◆ **Problem to work on**: In the entries below, every line with the string "tokio" is to be reported.

◆ **Record excerpts**:
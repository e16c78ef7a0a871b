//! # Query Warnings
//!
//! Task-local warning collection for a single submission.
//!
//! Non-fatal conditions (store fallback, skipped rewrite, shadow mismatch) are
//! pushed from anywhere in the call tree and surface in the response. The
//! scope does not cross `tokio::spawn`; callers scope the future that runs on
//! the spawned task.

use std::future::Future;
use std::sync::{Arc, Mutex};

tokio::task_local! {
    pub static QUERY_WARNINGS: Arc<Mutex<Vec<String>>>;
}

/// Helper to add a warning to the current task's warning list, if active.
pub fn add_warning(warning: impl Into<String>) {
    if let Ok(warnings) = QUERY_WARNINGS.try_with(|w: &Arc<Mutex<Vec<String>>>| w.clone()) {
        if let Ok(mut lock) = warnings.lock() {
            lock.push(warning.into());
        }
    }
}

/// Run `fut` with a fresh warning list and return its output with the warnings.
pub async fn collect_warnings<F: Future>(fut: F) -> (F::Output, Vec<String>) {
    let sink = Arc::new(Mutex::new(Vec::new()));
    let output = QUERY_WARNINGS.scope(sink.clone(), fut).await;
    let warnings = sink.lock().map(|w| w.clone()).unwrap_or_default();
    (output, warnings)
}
* * *
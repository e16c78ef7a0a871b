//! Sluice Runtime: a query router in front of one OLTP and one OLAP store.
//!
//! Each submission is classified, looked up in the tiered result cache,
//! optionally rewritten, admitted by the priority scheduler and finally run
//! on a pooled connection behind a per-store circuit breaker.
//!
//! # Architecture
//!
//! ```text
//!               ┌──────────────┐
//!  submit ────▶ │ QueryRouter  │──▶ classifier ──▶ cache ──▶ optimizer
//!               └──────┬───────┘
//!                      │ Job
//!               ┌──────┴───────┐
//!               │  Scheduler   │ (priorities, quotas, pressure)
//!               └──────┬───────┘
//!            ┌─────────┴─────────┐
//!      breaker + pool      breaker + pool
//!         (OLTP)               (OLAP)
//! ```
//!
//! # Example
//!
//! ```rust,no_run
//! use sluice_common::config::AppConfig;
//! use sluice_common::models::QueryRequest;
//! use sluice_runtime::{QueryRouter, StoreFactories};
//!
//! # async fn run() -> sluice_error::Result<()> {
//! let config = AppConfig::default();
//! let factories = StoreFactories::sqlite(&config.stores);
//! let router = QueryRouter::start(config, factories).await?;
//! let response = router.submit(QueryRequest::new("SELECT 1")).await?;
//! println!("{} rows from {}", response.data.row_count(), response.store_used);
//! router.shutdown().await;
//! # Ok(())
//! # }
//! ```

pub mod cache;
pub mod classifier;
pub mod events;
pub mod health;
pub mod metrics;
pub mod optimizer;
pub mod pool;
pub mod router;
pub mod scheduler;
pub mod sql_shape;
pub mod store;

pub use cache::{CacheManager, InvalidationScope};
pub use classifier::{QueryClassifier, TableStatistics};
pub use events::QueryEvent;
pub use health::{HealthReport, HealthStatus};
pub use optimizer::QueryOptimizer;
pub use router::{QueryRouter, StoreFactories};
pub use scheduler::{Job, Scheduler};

◆ **Worked solution**:
//! scope does not cross `tokio::spawn`; callers scope the future that runs on
tokio::task_local! {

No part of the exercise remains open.